Such is Levin’s level of pique at Blankfein and his refusal to come clean about what Goldman did that he and his colleague, senator Tom Coburn, wrote a letter on May 3rd to both the justice department and the Securities and Exchange Commission urging them to investigate Blankfein and his fellow Goldman executives on possible perjury charges, for having potentially lied in their sworn testimony before Levin’s committee in April.
Attorney general Eric Holder confirmed, in testimony before Congress the same day, that the US Department of Justice is studying the Levin report to see if any charges should be brought against Blankfein and Goldman. The commission is also said to be studying the report to determine whether charges should be brought against Goldman Sachs. Goldman believes that Levin’s vendetta is politically motivated, wildly off-target and patently unfair.
Goldman thinks Levin has ignored the fact that the firm had billions of dollars on the long side of the mortgage market and its “big short” was just prudent risk management in the face of a rapidly deteriorating market. The firm’s executives argue that Goldman’s “hedge” looks clever now, in retrospect, but the truth is Goldman could very easily have been wrong and been the first firm to fail instead of Bear Stearns.

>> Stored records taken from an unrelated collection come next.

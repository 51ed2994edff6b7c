use crate::location::LocationId;

/// Alias for `Result<T, FwError>`.
pub type FwResult<T> = Result<T, FwError>;

/// Errors that can occur when manipulating a world.
#[derive(Debug, thiserror::Error)]
pub enum FwError {
    /// A location with the same name already exists.
    #[error("location already exists: \"{0}\"")]
    DuplicateName(String),

    /// The requested location ID does not exist in the world.
    #[error("location not found: {0}")]
    LocationNotFound(LocationId),

    /// The world contains no locations, so no session can start.
    #[error("world has no start location")]
    NoStartLocation,
}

Whether Blankfein and company “perjured” themselves in their testimony before Levin remains to be seen. In the meantime, the real mystery is why Goldman hasn’t been able to admit that it was not only smarter than every other firm in sensing trouble in the mortgage market but also had the courage to do something about it.
When it comes to Goldman Sachs, we can handle a little well-deserved boasting; it’s the persistent refrain of obfuscation and false modesty that insults our intelligence and makes a mockery of our understanding of what happened in this crisis and why.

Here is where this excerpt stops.